Researchers at IBM’s Computational Biology Center have discovered a pattern in the hydrophobicity of soluble, globular proteins that they said could help validate computer simulations of protein structures.
In last week’s issue of the Proceedings of the National Academy of Sciences, IBM researcher David Silverman and his colleagues detailed the discovery of the pattern they found in the transition between hydrophobic amino acids on the inside of a protein to hydrophilic amino acids on the outside of a protein.
Using a mathematical construct called a second-order moment, Silverman first calculated the change in distribution of hydrophobicity for three different globular proteins. He then found that a ratio of two well-defined qualities was approximately the same for all three.
“I think at that point lightning struck,” said Silverman. “I had discovered what some mathematicians or physicists might call an invariant.”
The hydrophobic ratio, as Silverman termed it, turned out to be 0.75 with a standard deviation of 0.045 for 30 soluble, globular structures selected from the Protein Data Bank. Silverman also performed the calculation on 14 “decoys” to see if the method could discriminate bogus structures. He found that the decoys were so different from the native structures that hydrophobic ratios could not even be assigned to them.
The IBM team believes that such hydrophobicity profiling could serve as a relatively sensitive scoring function to judge the accuracy of protein structure prediction algorithms.
While there are a number of methods to grade structure prediction, such as those used in the annual CASP (critical assessment of techniques for protein structure prediction) competition at Lawrence Livermore National Laboratory, Silverman said that most of them require some knowledge of the native structure.
The hydrophobicity ratio, Silverman said, could be used to verify the accuracy of a predicted structure whose native structure is not known. The computation itself takes only minutes per protein.

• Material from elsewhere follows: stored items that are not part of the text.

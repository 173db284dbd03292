//! Chunked file upload and download over the frame layer.
//!
//! Neither direction exchanges a checksum: correctness rests entirely on
//! the two status records bracketing the data, and the byte counters exist
//! for progress display only.

use std::path::Path;

use tokio::fs::File;
use tokio::io::{AsyncRead, AsyncReadExt, AsyncWrite, AsyncWriteExt};
use tracing::debug;
use wrepl_proto::{FrameKind, Op};

use crate::session::Session;
use crate::{Error, Result};

/// Upload chunk size in bytes.
const CHUNK_SIZE: usize = 1024;

/// Wraps a local filesystem error with its path.
fn fs_err(path: &Path, source: std::io::Error) -> Error {
    Error::Local {
        path: path.to_owned(),
        source,
    }
}

impl<R, W> Session<R, W>
where
    R: AsyncRead + Unpin,
    W: AsyncWrite + Unpin,
{
    /// Uploads a local file to `remote`.
    ///
    /// `progress` observes `(bytes_sent, total)` around every chunk. Fails
    /// with [`Error::Rejected`] if the remote refuses the request and
    /// [`Error::Incomplete`] if it reports a nonzero status once the data
    /// has been sent. Returns the number of bytes moved.
    pub async fn put_file(
        &mut self,
        local: &Path,
        remote: &str,
        mut progress: impl FnMut(u64, u64),
    ) -> Result<u64> {
        let mut file = File::open(local).await.map_err(|e| fs_err(local, e))?;
        let total = file
            .metadata()
            .await
            .map_err(|e| fs_err(local, e))?
            .len();
        let size = u32::try_from(total).map_err(|_| {
            Error::Protocol(format!("{total} byte file exceeds the 32-bit size field"))
        })?;

        self.send_request(Op::Put, size, remote).await?;
        match self.read_response().await? {
            0 => {}
            status => return Err(Error::Rejected { op: Op::Put, status }),
        }

        let mut chunk = vec![0u8; CHUNK_SIZE];
        let mut sent = 0u64;
        loop {
            progress(sent, total);
            let n = file.read(&mut chunk).await.map_err(|e| fs_err(local, e))?;
            if n == 0 {
                break;
            }
            self.writer
                .write_frame(FrameKind::Binary, &chunk[..n])
                .await?;
            sent += n as u64;
        }

        match self.read_response().await? {
            0 => {}
            status => return Err(Error::Incomplete { op: Op::Put, status }),
        }
        debug!(sent, remote, "upload complete");
        Ok(sent)
    }

    /// Downloads `remote` into a local file.
    ///
    /// Each chunk is pulled with a single zero byte, announced by a 2-byte
    /// little-endian length, and read in full; a zero length ends the
    /// stream. On a mid-transfer failure the partial local file is left on
    /// disk. Returns the number of bytes moved.
    pub async fn get_file(
        &mut self,
        remote: &str,
        local: &Path,
        mut progress: impl FnMut(u64),
    ) -> Result<u64> {
        self.send_request(Op::Get, 0, remote).await?;
        match self.read_response().await? {
            0 => {}
            status => return Err(Error::Rejected { op: Op::Get, status }),
        }

        let mut file = File::create(local).await.map_err(|e| fs_err(local, e))?;
        let mut received = 0u64;
        loop {
            self.writer.write_frame(FrameKind::Binary, &[0]).await?;
            let header = self.reader.read(2, false).await?;
            let len = usize::from(u16::from_le_bytes([header[0], header[1]]));
            if len == 0 {
                break;
            }
            let data = self.reader.read(len, false).await?;
            file.write_all(&data).await.map_err(|e| fs_err(local, e))?;
            received += data.len() as u64;
            progress(received);
        }
        file.flush().await.map_err(|e| fs_err(local, e))?;

        match self.read_response().await? {
            0 => {}
            status => return Err(Error::Incomplete { op: Op::Get, status }),
        }
        debug!(received, remote, "download complete");
        Ok(received)
    }
}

“This has enormous relevance in the field of proteomics,” said Ajay Royyuru, who heads up structural biology research at IBM Research. “Predicting protein structures is a key post-genomic activity because there are a lot of sequences for which we do not know the structure. Improving our ability to predict or even judge our predictions is certainly a very key activity.”
The work is complementary to IBM’s Blue Gene protein-folding project. Royyuru said the findings could guide the project in designing better functions or assessing whether a particular trajectory of folding is progressing correctly. He said that the apparent uniformity in arrangement of the amino acids could help researchers understand how and why a particular sequence folds into its final shape, but cautioned that the research is still in its early stages and it’s too soon to predict its full implications.
The team is now exploring how the ratio behaves as a function of molecular dynamics and folding and how well it serves as a scoring function compared to other scoring functions. They also intend to perform a complete characterization for all the protein structures in the PDB.
Royyuru said that the team intends to make the PDB characterization information available “once we get to the point where we have it available for lots of proteins in whatever manner is most appropriate, but it’s too early for us to say how that will be.”
Silverman has calculated the hydrophobic ratio for 47 globular proteins so far and is currently applying the method to transmembrane and ribosomal proteins to see how well the pattern holds up in other types of proteins.
“We have to check whether it works for all structures,” Silverman said. “I say, don’t worry. It’s going to work for everything. I haven’t seen one exception.”